Information shown below:

//! Author GraphQL type

use async_graphql::{Context, ErrorExtensions, Object, Result, ID};

use crate::graphql::count_to_int;
use crate::models::Author as DbAuthor;
use crate::services::CatalogService;

/// Author in the catalog
pub struct Author {
    inner: DbAuthor,
}

impl Author {
    pub fn new(author: DbAuthor) -> Self {
        Self { inner: author }
    }
}

impl From<DbAuthor> for Author {
    fn from(author: DbAuthor) -> Self {
        Self::new(author)
    }
}

#[Object]
impl Author {
    /// Author name, unique across the catalog
    async fn name(&self) -> &str {
        &self.inner.name
    }

    async fn id(&self) -> ID {
        ID(self.inner.id.to_string())
    }

    /// Birth year, if known
    async fn born(&self) -> Option<i32> {
        self.inner.born
    }

    /// Number of books by this author (COUNT query per author)
    async fn book_count(&self, ctx: &Context<'_>) -> Result<i32> {
        let catalog = ctx.data::<CatalogService>()?;
        let count = catalog
            .book_count_for(self.inner.id)
            .await
            .map_err(|e| e.extend())?;
        count_to_int(count).map_err(|e| e.extend())
    }
}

End of Information shown.

Lines before the one containing "self.inner.born" are left out. Repeat that line and all lines after it in the records above exactly.

### Response
        self.inner.born
    }

    /// Number of books by this author (COUNT query per author)
    async fn book_count(&self, ctx: &Context<'_>) -> Result<i32> {
        let catalog = ctx.data::<CatalogService>()?;
        let count = catalog
            .book_count_for(self.inner.id)
            .await
            .map_err(|e| e.extend())?;
        count_to_int(count).map_err(|e| e.extend())
    }
}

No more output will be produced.